Para Túnez, la pandemia del COVID-19 supone el primer gran test para el nuevo gobierno que se formó en febrero, tras las elecciones celebradas el pasado 6 de octubre. El país magrebí –y única democracia de la región árabe– arrastra problemas económicos persistentes que la actual pandemia agravará debido a la caída de los ingresos del turismo y del comercio con Europa. El gobierno tunecino, al igual que el marroquí y otros de la región, ha lanzado una campaña pidiendo donaciones de la población para afrontar los gastos que no puede cubrir el Estado en la lucha contra el coronavirus.

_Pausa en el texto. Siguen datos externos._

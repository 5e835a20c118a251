//! Types used in modeling the 65C816 instruction set

use bitflags::bitflags;
use serde::{Deserialize, Serialize};
use std::fmt;

/// An operation mnemonic, ignoring its addressing mode.
#[derive(Copy, Clone, Debug, PartialEq, Eq, Hash, PartialOrd, Ord, Serialize, Deserialize)]
pub enum Mnemonic {
    Adc,
    And,
    Asl,
    Bcc,
    Bcs,
    Beq,
    Bit,
    Bmi,
    Bne,
    Bpl,
    Bra,
    Brk,
    Brl,
    Bvc,
    Bvs,
    Clc,
    Cld,
    Cli,
    Clv,
    Cmp,
    Cop,
    Cpx,
    Cpy,
    Dec,
    Dex,
    Dey,
    Eor,
    Inc,
    Inx,
    Iny,
    Jml,
    Jmp,
    Jsl,
    Jsr,
    Lda,
    Ldx,
    Ldy,
    Lsr,
    Mvn,
    Mvp,
    Nop,
    Ora,
    Pea,
    Pei,
    Per,
    Pha,
    Phb,
    Phd,
    Phk,
    Php,
    Phx,
    Phy,
    Pla,
    Plb,
    Pld,
    Plp,
    Plx,
    Ply,
    Rep,
    Rol,
    Ror,
    Rti,
    Rtl,
    Rts,
    Sbc,
    Sec,
    Sed,
    Sei,
    Sep,
    Sta,
    Stp,
    Stx,
    Sty,
    Stz,
    Tax,
    Tay,
    Tcd,
    Tcs,
    Tdc,
    Trb,
    Tsb,
    Tsc,
    Tsx,
    Txa,
    Txs,
    Txy,
    Tya,
    Tyx,
    Wai,
    /// Reserved for a future expansion that never shipped.
    Wdm,
    Xba,
    Xce,
}

impl Mnemonic {
    pub fn as_str(self) -> &'static str {
        use Mnemonic::*;

        match self {
            Adc => "ADC",
            And => "AND",
            Asl => "ASL",
            Bcc => "BCC",
            Bcs => "BCS",
            Beq => "BEQ",
            Bit => "BIT",
            Bmi => "BMI",
            Bne => "BNE",
            Bpl => "BPL",
            Bra => "BRA",
            Brk => "BRK",
            Brl => "BRL",
            Bvc => "BVC",
            Bvs => "BVS",
            Clc => "CLC",
            Cld => "CLD",
            Cli => "CLI",
            Clv => "CLV",
            Cmp => "CMP",
            Cop => "COP",
            Cpx => "CPX",
            Cpy => "CPY",
            Dec => "DEC",
            Dex => "DEX",
            Dey => "DEY",
            Eor => "EOR",
            Inc => "INC",
            Inx => "INX",
            Iny => "INY",
            Jml => "JML",
            Jmp => "JMP",
            Jsl => "JSL",
            Jsr => "JSR",
            Lda => "LDA",
            Ldx => "LDX",
            Ldy => "LDY",
            Lsr => "LSR",
            Mvn => "MVN",
            Mvp => "MVP",
            Nop => "NOP",
            Ora => "ORA",
            Pea => "PEA",
            Pei => "PEI",
            Per => "PER",
            Pha => "PHA",
            Phb => "PHB",
            Phd => "PHD",
            Phk => "PHK",
            Php => "PHP",
            Phx => "PHX",
            Phy => "PHY",
            Pla => "PLA",
            Plb => "PLB",
            Pld => "PLD",
            Plp => "PLP",
            Plx => "PLX",
            Ply => "PLY",
            Rep => "REP",
            Rol => "ROL",
            Ror => "ROR",
            Rti => "RTI",
            Rtl => "RTL",
            Rts => "RTS",
            Sbc => "SBC",
            Sec => "SEC",
            Sed => "SED",
            Sei => "SEI",
            Sep => "SEP",
            Sta => "STA",
            Stp => "STP",
            Stx => "STX",
            Sty => "STY",
            Stz => "STZ",
            Tax => "TAX",
            Tay => "TAY",
            Tcd => "TCD",
            Tcs => "TCS",
            Tdc => "TDC",
            Trb => "TRB",
            Tsb => "TSB",
            Tsc => "TSC",
            Tsx => "TSX",
            Txa => "TXA",
            Txs => "TXS",
            Txy => "TXY",
            Tya => "TYA",
            Tyx => "TYX",
            Wai => "WAI",
            Wdm => "WDM",
            Xba => "XBA",
            Xce => "XCE",
        }
    }

    /// The semantic category of the operation.
    pub fn category(self) -> InstructionCategory {
        use InstructionCategory as C;
        use Mnemonic::*;

        match self {
            Lda | Ldx | Ldy | Tax | Tay | Txa | Tya | Txy | Tyx | Tcd | Tdc | Tcs | Tsc | Tsx
            | Txs | Xba => C::Load,
            Sta | Stx | Sty | Stz | Mvn | Mvp => C::Store,
            Adc | Sbc | And | Ora | Eor | Cmp | Cpx | Cpy | Inc | Dec | Inx | Iny | Dex | Dey
            | Asl | Lsr | Rol | Ror | Bit | Tsb | Trb => C::Arithmetic,
            Bcc | Bcs | Beq | Bmi | Bne | Bpl | Bvc | Bvs | Bra | Brl | Jmp | Jml => C::Branch,
            Jsr | Jsl => C::Call,
            Rts | Rtl | Rti => C::Return,
            Pha | Phb | Phd | Phk | Php | Phx | Phy | Pla | Plb | Pld | Plp | Plx | Ply | Pea
            | Pei | Per => C::Stack,
            Clc | Cld | Cli | Clv | Sec | Sed | Sei | Rep | Sep | Xce | Nop | Wai | Stp | Brk
            | Cop => C::System,
            Wdm => C::Unknown,
        }
    }

    /// Status register bits the operation may change.
    pub fn affected_flags(self) -> StatusFlags {
        use Mnemonic::*;

        let nz = StatusFlags::N | StatusFlags::Z;

        match self {
            Adc | Sbc => nz | StatusFlags::V | StatusFlags::C,
            And | Ora | Eor => nz,
            Asl | Lsr | Rol | Ror => nz | StatusFlags::C,
            Bit => nz | StatusFlags::V,
            Cmp | Cpx | Cpy => nz | StatusFlags::C,
            Inc | Dec | Inx | Iny | Dex | Dey => nz,
            Lda | Ldx | Ldy => nz,
            Tax | Tay | Txa | Tya | Txy | Tyx | Tcd | Tdc | Tsc | Tsx | Xba => nz,
            Pla | Plx | Ply | Plb | Pld => nz,
            Tsb | Trb => StatusFlags::Z,
            Clc | Sec => StatusFlags::C,
            Cld | Sed => StatusFlags::D,
            Cli | Sei => StatusFlags::I,
            Clv => StatusFlags::V,
            Xce => StatusFlags::C | StatusFlags::M | StatusFlags::X,
            Rep | Sep | Plp | Rti => StatusFlags::all(),
            Brk | Cop => StatusFlags::D | StatusFlags::I,
            _ => StatusFlags::empty(),
        }
    }

    /// True for the eight flag-testing relative branches.
    pub fn is_conditional_branch(self) -> bool {
        use Mnemonic::*;

        matches!(self, Bcc | Bcs | Beq | Bmi | Bne | Bpl | Bvc | Bvs)
    }
}

impl fmt::Display for Mnemonic {
    fn fmt(&self, f: &mut fmt::Formatter<'_>) -> fmt::Result {
        f.write_str(self.as_str())
    }
}

/// Operand encodings of the 65C816.
#[derive(Copy, Clone, Debug, PartialEq, Eq, Hash, Serialize, Deserialize)]
pub enum AddressingMode {
    Implied,
    Accumulator,
    /// `#const`, one or two bytes depending on the accumulator width.
    ImmediateM,
    /// `#const`, one or two bytes depending on the index width.
    ImmediateX,
    /// `#const`, always one byte (REP, SEP, and signature bytes).
    Immediate8,
    /// `dp`
    Direct,
    /// `dp,X`
    DirectX,
    /// `dp,Y`
    DirectY,
    /// `(dp)`
    DirectIndirect,
    /// `[dp]`
    DirectIndirectLong,
    /// `(dp,X)`
    DirectIndexedIndirect,
    /// `(dp),Y`
    DirectIndirectIndexed,
    /// `[dp],Y`
    DirectIndirectLongIndexed,
    /// `addr`
    Absolute,
    /// `addr,X`
    AbsoluteX,
    /// `addr,Y`
    AbsoluteY,
    /// `(addr)`
    AbsoluteIndirect,
    /// `[addr]`
    AbsoluteIndirectLong,
    /// `(addr,X)`
    AbsoluteIndexedIndirect,
    /// `long`
    AbsoluteLong,
    /// `long,X`
    AbsoluteLongX,
    /// 8-bit PC-relative displacement
    Relative8,
    /// 16-bit PC-relative displacement
    Relative16,
    /// `sr,S`
    StackRelative,
    /// `(sr,S),Y`
    StackRelativeIndirectIndexed,
    /// `srcbank,destbank` as written; encoded destination first.
    BlockMove,
}

impl AddressingMode {
    /// Number of operand bytes following the opcode in the given width
    /// state.
    pub fn operand_len(self, width: WidthState) -> usize {
        use AddressingMode::*;

        match self {
            Implied | Accumulator => 0,
            ImmediateM => width.accumulator.bytes(),
            ImmediateX => width.index.bytes(),
            Immediate8 | Direct | DirectX | DirectY | DirectIndirect | DirectIndirectLong
            | DirectIndexedIndirect | DirectIndirectIndexed | DirectIndirectLongIndexed
            | Relative8 | StackRelative | StackRelativeIndirectIndexed => 1,
            Absolute | AbsoluteX | AbsoluteY | AbsoluteIndirect | AbsoluteIndirectLong
            | AbsoluteIndexedIndirect | Relative16 | BlockMove => 2,
            AbsoluteLong | AbsoluteLongX => 3,
        }
    }

    /// True if the operand length depends on the processor width state.
    pub fn is_width_dependent(self) -> bool {
        matches!(self, AddressingMode::ImmediateM | AddressingMode::ImmediateX)
    }

    /// True for the indirect forms a jump can take, whose destination lives
    /// in memory rather than in the instruction stream.
    pub fn is_indirect_jump_mode(self) -> bool {
        matches!(
            self,
            AddressingMode::AbsoluteIndirect
                | AddressingMode::AbsoluteIndirectLong
                | AddressingMode::AbsoluteIndexedIndirect
        )
    }
}

/// Semantic grouping of operations.
#[derive(Copy, Clone, Debug, PartialEq, Eq, Hash, Serialize, Deserialize)]
pub enum InstructionCategory {
    Load,
    Store,
    Arithmetic,
    Branch,
    Call,
    Return,
    Stack,
    System,
    Unknown,
}

bitflags! {
    /// Bits of the processor status register, P.
    #[derive(Copy, Clone, Debug, PartialEq, Eq, Hash, Serialize, Deserialize)]
    pub struct StatusFlags: u8 {
        const N = 0x80;
        const V = 0x40;
        /// Accumulator and memory are 8 bits wide when set.
        const M = 0x20;
        /// Index registers are 8 bits wide when set.
        const X = 0x10;
        const D = 0x08;
        const I = 0x04;
        const Z = 0x02;
        const C = 0x01;
    }
}

#[derive(Copy, Clone, Debug, PartialEq, Eq, Hash, Serialize, Deserialize)]
pub enum RegisterWidth {
    Bits8,
    Bits16,
}

impl RegisterWidth {
    pub fn bytes(self) -> usize {
        match self {
            RegisterWidth::Bits8 => 1,
            RegisterWidth::Bits16 => 2,
        }
    }
}

/// The parts of P which change how instructions are encoded.
///
/// This is threaded through decoding explicitly: each decoded instruction
/// reports the width state that follows it, and the caller feeds that into
/// the next decode.
#[derive(Copy, Clone, Debug, PartialEq, Eq, Hash, Serialize, Deserialize)]
pub struct WidthState {
    pub accumulator: RegisterWidth,
    pub index: RegisterWidth,
}

impl Default for WidthState {
    /// Power-on and emulation mode run with 8-bit registers.
    fn default() -> Self {
        WidthState::EIGHT_BIT
    }
}

impl WidthState {
    pub const EIGHT_BIT: WidthState = WidthState {
        accumulator: RegisterWidth::Bits8,
        index: RegisterWidth::Bits8,
    };

    pub const SIXTEEN_BIT: WidthState = WidthState {
        accumulator: RegisterWidth::Bits16,
        index: RegisterWidth::Bits16,
    };

    pub fn new(accumulator: RegisterWidth, index: RegisterWidth) -> Self {
        WidthState { accumulator, index }
    }

    /// Width state after `REP #mask`: cleared M or X bits widen to 16 bits.
    pub fn apply_rep(self, mask: u8) -> Self {
        let flags = StatusFlags::from_bits_truncate(mask);
        let mut next = self;

        if flags.contains(StatusFlags::M) {
            next.accumulator = RegisterWidth::Bits16;
        }

        if flags.contains(StatusFlags::X) {
            next.index = RegisterWidth::Bits16;
        }

        next
    }

    /// Width state after `SEP #mask`: set M or X bits narrow to 8 bits.
    pub fn apply_sep(self, mask: u8) -> Self {
        let flags = StatusFlags::from_bits_truncate(mask);
        let mut next = self;

        if flags.contains(StatusFlags::M) {
            next.accumulator = RegisterWidth::Bits8;
        }

        if flags.contains(StatusFlags::X) {
            next.index = RegisterWidth::Bits8;
        }

        next
    }
}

Tanto Irak como Líbano han vivido manifestaciones desde octubre de 2019 pidiendo el fin de la corrupción y que el Estado cumpla con sus funciones más básicas. Los múltiples fracasos estatales y la ausencia de dirigentes políticos con legitimidad y capacidad de resolver los enormes problemas de fondo, ligados a sistemas corroídos por el sectarismo, sólo pueden empeorar con la llegada de la nueva pandemia. Por un lado, Irak está sufriendo una fuerte caída de ingresos por la venta de petróleo, causada por la guerra de precios lanzada recientemente por Arabia Saudí. Por otro lado, Líbano se enfrenta a múltiples crisis simultáneas y profundas, empezando por la bancaria que llevó al país a anunciar el 7 de marzo el primer impago de la deuda soberana de su historia. La fuerte devaluación de la lira libanesa (ha perdido más del 40% de su valor desde el pasado octubre) y la escasez de divisas en una economía fuertemente dolarizada están provocando el cierre de negocios, la pérdida de empleo, el encarecimiento de los precios y serias dificultades para importar bienes básicos, incluido material médico y sanitario. La situación ya rozaba la catástrofe antes de la irrupción de la crisis del COVID-19.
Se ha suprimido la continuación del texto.